-- What you will do --
Transcribe exactly the line that contains "let label = event.interaction_type.as_str();" and every line after it through the end of the records, with nothing else.

-- Material provided --
▽
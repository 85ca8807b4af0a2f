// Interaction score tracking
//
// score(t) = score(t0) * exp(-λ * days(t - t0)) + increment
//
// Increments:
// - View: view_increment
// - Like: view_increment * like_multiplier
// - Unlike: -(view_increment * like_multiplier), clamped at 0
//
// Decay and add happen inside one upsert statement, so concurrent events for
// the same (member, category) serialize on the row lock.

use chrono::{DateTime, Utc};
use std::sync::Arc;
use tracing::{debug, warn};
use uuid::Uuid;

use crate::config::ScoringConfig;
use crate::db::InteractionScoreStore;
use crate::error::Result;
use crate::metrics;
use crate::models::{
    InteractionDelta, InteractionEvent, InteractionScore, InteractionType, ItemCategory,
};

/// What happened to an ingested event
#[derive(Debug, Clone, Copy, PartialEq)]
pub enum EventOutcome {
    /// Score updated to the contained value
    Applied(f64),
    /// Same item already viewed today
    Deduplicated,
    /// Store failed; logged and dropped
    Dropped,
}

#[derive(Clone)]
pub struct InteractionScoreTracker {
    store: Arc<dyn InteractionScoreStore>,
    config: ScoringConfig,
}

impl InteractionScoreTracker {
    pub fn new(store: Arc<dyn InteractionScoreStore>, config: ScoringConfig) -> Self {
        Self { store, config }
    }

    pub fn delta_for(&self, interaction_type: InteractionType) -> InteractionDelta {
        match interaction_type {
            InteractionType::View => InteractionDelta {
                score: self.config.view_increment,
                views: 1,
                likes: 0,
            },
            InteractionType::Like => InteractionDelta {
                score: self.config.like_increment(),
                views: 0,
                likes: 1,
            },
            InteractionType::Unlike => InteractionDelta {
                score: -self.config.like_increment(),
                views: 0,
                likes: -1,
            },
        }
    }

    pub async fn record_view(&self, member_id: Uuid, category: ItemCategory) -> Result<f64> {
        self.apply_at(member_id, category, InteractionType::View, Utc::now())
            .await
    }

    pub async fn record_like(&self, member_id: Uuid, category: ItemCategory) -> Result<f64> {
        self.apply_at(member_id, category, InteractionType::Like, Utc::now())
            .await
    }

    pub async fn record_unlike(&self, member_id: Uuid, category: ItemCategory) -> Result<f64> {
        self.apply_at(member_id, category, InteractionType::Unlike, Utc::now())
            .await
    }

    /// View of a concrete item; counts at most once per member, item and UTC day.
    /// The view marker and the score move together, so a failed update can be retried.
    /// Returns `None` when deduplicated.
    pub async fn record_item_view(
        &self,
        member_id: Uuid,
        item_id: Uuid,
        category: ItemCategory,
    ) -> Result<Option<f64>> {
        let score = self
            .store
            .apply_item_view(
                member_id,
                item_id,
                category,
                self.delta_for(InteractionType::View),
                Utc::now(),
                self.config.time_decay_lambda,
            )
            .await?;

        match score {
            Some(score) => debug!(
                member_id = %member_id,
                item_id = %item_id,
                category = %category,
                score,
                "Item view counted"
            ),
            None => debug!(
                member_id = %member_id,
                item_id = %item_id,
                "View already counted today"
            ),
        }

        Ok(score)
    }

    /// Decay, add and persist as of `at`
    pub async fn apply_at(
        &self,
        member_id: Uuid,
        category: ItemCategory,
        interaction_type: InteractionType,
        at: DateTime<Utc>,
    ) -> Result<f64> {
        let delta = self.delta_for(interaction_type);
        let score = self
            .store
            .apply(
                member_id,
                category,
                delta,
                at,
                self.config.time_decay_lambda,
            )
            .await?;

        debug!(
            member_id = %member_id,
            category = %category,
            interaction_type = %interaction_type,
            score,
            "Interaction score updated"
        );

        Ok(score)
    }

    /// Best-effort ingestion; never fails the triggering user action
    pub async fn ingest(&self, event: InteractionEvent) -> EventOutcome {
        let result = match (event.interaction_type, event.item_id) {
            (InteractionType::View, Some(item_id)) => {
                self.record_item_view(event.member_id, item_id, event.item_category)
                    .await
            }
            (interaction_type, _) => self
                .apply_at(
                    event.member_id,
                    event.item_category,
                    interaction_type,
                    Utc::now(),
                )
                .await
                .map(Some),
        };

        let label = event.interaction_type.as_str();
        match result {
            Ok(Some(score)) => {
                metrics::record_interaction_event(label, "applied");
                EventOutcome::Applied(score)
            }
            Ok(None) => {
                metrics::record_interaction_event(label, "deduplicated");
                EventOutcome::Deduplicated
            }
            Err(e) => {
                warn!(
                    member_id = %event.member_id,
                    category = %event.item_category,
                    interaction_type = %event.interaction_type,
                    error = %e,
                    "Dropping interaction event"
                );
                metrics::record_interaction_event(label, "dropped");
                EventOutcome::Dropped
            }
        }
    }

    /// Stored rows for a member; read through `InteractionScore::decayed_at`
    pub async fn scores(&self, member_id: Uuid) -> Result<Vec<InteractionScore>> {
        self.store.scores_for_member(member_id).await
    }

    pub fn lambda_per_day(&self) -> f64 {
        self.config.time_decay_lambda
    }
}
△
-- Reply --
        let label = event.interaction_type.as_str();
        match result {
            Ok(Some(score)) => {
                metrics::record_interaction_event(label, "applied");
                EventOutcome::Applied(score)
            }
            Ok(None) => {
                metrics::record_interaction_event(label, "deduplicated");
                EventOutcome::Deduplicated
            }
            Err(e) => {
                warn!(
                    member_id = %event.member_id,
                    category = %event.item_category,
                    interaction_type = %event.interaction_type,
                    error = %e,
                    "Dropping interaction event"
                );
                metrics::record_interaction_event(label, "dropped");
                EventOutcome::Dropped
            }
        }
    }

    /// Stored rows for a member; read through `InteractionScore::decayed_at`
    pub async fn scores(&self, member_id: Uuid) -> Result<Vec<InteractionScore>> {
        self.store.scores_for_member(member_id).await
    }

    pub fn lambda_per_day(&self) -> f64 {
        self.config.time_decay_lambda
    }
}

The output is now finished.